WHAT THE TASK REQUIRES. Using the listing below, report each line holding the string "false".

RECORDS FOR THE TASK.
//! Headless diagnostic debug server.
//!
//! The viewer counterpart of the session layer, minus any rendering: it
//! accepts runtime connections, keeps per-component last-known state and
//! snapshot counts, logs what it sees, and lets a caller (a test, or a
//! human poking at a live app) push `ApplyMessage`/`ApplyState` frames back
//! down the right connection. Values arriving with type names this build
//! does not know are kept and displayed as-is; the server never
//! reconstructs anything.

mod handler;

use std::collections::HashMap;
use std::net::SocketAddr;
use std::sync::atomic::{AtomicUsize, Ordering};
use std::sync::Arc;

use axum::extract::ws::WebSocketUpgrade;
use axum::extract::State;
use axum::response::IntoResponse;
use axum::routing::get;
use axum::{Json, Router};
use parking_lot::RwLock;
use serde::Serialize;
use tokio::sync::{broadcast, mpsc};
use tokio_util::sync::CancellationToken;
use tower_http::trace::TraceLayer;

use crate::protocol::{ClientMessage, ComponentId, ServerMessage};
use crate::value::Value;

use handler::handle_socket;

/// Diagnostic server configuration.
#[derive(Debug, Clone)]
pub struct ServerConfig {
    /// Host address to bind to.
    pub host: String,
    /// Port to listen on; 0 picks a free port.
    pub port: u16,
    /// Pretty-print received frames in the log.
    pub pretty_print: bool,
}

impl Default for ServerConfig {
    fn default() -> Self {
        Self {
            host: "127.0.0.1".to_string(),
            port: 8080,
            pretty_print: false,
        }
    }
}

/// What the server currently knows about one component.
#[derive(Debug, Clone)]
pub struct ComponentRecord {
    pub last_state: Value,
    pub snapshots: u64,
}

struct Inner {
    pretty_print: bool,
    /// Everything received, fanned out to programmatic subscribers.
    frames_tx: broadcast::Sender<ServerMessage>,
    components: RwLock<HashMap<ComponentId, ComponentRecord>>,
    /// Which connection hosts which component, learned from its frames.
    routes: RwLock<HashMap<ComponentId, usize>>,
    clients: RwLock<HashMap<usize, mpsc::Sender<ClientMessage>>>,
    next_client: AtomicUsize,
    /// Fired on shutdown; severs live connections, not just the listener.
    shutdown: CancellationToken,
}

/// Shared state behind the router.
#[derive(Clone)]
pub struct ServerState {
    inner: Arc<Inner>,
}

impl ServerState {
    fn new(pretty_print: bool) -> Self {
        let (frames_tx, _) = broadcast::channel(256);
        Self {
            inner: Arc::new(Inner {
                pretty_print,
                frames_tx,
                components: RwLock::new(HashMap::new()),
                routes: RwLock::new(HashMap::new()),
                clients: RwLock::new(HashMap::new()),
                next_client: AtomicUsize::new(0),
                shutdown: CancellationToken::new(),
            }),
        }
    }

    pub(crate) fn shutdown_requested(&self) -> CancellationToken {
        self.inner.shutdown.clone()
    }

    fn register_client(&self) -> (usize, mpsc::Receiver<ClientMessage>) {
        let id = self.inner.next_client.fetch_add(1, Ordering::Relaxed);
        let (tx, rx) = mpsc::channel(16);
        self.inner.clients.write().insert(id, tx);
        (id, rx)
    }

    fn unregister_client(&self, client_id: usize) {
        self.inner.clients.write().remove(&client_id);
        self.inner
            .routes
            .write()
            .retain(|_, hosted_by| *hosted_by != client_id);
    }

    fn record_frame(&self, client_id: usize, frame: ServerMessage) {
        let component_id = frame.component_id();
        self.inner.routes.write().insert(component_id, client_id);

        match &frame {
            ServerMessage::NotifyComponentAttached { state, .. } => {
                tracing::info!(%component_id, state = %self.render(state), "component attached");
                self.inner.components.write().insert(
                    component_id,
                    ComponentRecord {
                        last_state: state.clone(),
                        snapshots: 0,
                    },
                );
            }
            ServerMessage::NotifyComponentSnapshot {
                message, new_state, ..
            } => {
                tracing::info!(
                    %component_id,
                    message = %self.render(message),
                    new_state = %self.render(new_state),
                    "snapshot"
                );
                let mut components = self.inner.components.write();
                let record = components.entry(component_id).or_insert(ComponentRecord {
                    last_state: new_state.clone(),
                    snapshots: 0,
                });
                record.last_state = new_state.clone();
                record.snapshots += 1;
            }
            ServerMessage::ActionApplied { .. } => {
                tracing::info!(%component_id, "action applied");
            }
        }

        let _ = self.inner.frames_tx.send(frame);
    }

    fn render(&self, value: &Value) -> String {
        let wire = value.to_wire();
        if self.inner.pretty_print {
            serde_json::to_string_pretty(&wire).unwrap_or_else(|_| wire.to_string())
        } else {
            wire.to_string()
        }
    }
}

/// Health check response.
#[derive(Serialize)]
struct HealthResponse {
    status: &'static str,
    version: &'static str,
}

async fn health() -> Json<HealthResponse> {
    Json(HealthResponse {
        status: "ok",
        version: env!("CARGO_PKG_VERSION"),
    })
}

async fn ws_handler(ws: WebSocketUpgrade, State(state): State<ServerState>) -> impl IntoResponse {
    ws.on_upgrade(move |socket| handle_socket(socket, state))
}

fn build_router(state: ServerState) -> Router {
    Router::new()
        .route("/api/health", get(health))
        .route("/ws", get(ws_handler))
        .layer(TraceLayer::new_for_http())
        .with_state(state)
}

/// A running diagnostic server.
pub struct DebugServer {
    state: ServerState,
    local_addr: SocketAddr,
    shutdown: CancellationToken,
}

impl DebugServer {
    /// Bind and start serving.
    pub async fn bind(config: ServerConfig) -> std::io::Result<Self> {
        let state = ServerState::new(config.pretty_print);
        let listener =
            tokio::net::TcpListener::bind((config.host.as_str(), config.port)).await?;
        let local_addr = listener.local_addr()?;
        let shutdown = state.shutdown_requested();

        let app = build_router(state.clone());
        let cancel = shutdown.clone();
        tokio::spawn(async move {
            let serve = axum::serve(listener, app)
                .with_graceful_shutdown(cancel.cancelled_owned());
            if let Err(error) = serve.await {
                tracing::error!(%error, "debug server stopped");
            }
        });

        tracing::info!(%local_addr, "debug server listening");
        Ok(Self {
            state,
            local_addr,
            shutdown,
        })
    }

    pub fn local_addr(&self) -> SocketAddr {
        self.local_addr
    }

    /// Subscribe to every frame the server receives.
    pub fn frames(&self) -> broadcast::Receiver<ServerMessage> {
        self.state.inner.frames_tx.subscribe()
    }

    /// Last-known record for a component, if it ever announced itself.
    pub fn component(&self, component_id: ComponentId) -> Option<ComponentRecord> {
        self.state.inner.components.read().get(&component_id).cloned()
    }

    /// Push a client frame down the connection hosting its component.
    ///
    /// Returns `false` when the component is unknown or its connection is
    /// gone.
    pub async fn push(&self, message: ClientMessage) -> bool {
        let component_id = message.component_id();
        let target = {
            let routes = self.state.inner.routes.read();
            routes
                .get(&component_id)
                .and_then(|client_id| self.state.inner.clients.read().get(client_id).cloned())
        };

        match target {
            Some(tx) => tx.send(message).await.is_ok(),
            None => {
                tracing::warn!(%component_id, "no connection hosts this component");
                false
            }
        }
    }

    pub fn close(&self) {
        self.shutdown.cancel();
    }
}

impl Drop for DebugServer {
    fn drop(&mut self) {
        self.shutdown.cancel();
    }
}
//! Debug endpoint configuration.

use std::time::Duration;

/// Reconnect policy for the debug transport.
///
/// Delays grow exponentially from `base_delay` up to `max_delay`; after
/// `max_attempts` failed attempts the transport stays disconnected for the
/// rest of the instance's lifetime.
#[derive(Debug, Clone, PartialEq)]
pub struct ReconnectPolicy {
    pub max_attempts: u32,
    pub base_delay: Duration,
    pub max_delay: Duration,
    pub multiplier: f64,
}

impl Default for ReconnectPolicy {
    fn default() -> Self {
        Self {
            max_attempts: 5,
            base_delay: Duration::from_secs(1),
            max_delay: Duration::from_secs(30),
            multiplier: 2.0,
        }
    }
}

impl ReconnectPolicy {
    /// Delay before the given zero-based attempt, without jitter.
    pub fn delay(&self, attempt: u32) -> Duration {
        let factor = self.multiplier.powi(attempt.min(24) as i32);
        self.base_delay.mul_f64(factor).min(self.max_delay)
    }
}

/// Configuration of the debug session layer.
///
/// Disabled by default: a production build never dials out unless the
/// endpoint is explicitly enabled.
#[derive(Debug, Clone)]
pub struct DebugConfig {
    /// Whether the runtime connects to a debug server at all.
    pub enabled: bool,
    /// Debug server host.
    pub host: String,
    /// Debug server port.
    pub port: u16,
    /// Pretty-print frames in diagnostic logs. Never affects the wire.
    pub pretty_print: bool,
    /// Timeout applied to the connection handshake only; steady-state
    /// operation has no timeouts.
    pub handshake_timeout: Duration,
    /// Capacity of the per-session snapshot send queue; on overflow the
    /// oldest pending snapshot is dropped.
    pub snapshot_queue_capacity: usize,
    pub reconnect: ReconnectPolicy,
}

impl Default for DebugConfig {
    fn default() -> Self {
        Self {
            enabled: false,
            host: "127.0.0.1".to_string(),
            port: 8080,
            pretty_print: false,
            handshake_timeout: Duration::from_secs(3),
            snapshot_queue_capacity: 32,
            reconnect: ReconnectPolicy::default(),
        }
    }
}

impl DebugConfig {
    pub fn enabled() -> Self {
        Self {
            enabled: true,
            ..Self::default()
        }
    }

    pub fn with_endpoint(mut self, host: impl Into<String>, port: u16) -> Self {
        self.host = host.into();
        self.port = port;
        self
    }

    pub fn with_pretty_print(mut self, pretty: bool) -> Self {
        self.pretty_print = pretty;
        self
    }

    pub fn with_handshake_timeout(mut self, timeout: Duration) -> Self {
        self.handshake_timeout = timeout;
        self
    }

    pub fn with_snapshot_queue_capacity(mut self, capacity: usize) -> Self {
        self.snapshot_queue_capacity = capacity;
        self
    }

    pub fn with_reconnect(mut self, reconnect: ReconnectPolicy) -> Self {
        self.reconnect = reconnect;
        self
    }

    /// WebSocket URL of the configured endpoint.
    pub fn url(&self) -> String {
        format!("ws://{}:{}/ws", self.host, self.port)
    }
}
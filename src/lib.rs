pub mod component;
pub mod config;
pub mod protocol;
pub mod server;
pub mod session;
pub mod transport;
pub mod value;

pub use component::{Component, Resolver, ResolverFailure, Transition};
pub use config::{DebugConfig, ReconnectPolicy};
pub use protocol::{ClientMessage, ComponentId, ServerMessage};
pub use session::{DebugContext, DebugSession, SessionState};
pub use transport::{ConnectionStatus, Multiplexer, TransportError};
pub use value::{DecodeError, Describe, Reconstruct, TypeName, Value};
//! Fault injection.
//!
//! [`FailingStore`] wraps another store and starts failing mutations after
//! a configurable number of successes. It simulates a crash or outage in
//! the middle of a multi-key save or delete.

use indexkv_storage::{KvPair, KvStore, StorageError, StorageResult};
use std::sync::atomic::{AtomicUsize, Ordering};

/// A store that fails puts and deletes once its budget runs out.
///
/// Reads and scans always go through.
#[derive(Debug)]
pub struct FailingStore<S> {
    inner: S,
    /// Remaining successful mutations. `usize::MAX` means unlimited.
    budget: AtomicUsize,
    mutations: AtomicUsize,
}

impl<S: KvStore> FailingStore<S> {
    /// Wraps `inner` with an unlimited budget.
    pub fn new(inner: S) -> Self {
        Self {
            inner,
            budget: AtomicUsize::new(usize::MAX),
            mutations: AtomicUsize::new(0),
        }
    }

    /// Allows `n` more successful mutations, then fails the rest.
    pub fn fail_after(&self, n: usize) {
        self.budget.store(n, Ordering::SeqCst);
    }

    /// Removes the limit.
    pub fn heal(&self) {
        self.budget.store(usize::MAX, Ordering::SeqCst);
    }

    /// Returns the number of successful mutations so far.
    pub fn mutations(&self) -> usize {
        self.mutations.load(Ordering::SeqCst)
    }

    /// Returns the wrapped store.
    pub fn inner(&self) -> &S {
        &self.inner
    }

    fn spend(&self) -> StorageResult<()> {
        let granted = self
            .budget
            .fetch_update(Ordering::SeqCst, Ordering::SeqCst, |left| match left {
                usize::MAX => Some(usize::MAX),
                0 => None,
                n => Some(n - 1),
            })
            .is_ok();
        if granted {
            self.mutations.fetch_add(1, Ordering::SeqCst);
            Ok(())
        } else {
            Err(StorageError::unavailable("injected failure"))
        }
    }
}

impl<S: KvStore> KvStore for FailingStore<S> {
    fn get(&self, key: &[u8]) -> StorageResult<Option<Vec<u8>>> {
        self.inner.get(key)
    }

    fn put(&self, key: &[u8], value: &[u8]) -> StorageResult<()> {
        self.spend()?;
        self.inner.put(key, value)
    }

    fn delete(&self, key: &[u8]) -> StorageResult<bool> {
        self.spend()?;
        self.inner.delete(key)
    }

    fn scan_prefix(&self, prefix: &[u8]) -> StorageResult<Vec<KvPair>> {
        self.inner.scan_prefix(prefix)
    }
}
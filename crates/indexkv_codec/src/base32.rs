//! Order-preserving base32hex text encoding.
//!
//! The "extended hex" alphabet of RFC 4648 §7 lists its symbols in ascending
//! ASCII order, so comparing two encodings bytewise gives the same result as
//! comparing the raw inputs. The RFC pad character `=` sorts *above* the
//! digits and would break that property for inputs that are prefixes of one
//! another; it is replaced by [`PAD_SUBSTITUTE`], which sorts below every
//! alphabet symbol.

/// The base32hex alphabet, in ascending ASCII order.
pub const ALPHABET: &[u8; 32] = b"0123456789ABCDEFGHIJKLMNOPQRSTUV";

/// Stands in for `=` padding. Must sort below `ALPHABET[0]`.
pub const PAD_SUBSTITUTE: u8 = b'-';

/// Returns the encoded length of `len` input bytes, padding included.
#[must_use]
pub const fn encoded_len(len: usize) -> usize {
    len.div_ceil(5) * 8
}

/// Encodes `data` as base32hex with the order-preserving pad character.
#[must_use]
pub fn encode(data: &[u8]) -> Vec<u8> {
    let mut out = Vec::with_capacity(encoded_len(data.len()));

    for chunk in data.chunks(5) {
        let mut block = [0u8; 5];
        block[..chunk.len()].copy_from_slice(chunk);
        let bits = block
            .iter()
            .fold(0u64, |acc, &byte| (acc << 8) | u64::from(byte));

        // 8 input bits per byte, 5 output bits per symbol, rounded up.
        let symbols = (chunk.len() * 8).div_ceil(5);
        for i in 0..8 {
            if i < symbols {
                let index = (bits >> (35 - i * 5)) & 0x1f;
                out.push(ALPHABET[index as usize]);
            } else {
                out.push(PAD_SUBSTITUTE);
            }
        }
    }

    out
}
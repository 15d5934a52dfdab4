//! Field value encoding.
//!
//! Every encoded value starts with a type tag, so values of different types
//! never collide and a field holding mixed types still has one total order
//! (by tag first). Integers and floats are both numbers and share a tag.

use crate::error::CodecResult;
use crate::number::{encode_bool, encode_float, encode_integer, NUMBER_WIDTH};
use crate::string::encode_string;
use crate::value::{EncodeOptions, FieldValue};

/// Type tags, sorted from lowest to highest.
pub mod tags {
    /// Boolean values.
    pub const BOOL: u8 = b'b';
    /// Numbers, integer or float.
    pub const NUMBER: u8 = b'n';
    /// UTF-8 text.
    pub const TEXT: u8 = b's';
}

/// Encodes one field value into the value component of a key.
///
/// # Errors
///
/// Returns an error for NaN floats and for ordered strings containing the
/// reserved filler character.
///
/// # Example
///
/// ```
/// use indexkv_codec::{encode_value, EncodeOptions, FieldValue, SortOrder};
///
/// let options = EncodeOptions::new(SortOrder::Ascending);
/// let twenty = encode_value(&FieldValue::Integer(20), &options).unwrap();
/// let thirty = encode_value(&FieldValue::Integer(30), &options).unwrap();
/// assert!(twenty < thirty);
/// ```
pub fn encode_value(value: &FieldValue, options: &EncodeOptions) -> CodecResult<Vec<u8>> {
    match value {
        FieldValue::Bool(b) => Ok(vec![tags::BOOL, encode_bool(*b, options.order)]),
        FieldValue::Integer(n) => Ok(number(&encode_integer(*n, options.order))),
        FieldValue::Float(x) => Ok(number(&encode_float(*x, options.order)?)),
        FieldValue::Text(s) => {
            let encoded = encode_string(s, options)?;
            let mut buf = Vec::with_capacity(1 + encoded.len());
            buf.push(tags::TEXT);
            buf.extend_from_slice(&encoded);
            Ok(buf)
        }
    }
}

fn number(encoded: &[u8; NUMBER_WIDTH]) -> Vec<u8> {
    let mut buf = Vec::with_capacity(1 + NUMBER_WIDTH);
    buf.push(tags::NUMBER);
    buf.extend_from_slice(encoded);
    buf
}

SOLUTION TO THIS EXERCISE.
            pretty_print: false,
    /// Returns `false` when the component is unknown or its connection is
                false
            enabled: false,
            pretty_print: false,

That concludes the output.